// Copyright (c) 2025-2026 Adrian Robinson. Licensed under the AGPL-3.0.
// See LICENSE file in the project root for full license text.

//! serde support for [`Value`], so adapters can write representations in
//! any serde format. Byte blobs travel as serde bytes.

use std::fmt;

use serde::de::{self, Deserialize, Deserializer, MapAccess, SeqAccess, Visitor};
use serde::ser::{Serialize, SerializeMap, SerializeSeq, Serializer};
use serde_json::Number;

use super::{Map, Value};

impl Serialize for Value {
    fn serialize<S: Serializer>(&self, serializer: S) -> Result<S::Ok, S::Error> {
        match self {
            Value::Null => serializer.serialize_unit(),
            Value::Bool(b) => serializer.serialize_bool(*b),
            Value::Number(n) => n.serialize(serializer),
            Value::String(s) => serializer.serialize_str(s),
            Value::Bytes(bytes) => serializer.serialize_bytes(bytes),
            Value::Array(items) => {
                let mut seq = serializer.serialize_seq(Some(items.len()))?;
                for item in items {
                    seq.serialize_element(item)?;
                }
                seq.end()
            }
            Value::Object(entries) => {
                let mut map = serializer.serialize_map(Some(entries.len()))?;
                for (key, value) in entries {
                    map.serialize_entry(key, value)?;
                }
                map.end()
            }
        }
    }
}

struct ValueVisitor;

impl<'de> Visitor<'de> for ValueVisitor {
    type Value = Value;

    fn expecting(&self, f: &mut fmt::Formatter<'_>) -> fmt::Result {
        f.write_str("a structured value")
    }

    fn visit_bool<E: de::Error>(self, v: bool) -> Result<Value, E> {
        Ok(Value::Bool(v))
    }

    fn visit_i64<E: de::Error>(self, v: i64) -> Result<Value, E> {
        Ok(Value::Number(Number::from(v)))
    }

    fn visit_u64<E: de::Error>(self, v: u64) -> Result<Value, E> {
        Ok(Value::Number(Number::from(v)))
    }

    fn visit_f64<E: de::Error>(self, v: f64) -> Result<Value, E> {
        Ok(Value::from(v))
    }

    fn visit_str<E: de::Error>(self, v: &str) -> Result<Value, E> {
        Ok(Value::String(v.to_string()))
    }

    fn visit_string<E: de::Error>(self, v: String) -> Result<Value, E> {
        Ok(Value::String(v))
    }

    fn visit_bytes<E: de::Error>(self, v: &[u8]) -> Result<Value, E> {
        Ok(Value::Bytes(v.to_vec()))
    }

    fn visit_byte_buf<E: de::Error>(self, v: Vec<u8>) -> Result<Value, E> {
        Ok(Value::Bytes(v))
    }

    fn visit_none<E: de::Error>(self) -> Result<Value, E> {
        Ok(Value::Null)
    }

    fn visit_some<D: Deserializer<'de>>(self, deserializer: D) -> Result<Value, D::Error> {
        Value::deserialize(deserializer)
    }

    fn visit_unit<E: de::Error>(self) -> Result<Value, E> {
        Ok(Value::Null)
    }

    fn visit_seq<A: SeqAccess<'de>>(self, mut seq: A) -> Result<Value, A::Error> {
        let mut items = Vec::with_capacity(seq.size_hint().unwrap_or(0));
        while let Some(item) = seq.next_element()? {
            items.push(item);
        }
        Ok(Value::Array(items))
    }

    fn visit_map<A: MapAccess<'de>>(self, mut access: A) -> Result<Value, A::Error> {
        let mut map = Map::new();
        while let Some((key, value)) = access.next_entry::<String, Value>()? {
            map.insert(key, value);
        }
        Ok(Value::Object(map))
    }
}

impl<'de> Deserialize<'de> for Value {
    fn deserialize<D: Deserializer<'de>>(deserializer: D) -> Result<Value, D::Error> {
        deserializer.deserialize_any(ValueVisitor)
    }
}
———
Exercise: Send back an exact copy of only the lines from the line with "impl Serialize for" up to and including the line with "fn expecting(&self, f: &mut" in the data above.

Solved problem:
impl Serialize for Value {
    fn serialize<S: Serializer>(&self, serializer: S) -> Result<S::Ok, S::Error> {
        match self {
            Value::Null => serializer.serialize_unit(),
            Value::Bool(b) => serializer.serialize_bool(*b),
            Value::Number(n) => n.serialize(serializer),
            Value::String(s) => serializer.serialize_str(s),
            Value::Bytes(bytes) => serializer.serialize_bytes(bytes),
            Value::Array(items) => {
                let mut seq = serializer.serialize_seq(Some(items.len()))?;
                for item in items {
                    seq.serialize_element(item)?;
                }
                seq.end()
            }
            Value::Object(entries) => {
                let mut map = serializer.serialize_map(Some(entries.len()))?;
                for (key, value) in entries {
                    map.serialize_entry(key, value)?;
                }
                map.end()
            }
        }
    }
}

struct ValueVisitor;

impl<'de> Visitor<'de> for ValueVisitor {
    type Value = Value;

    fn expecting(&self, f: &mut fmt::Formatter<'_>) -> fmt::Result {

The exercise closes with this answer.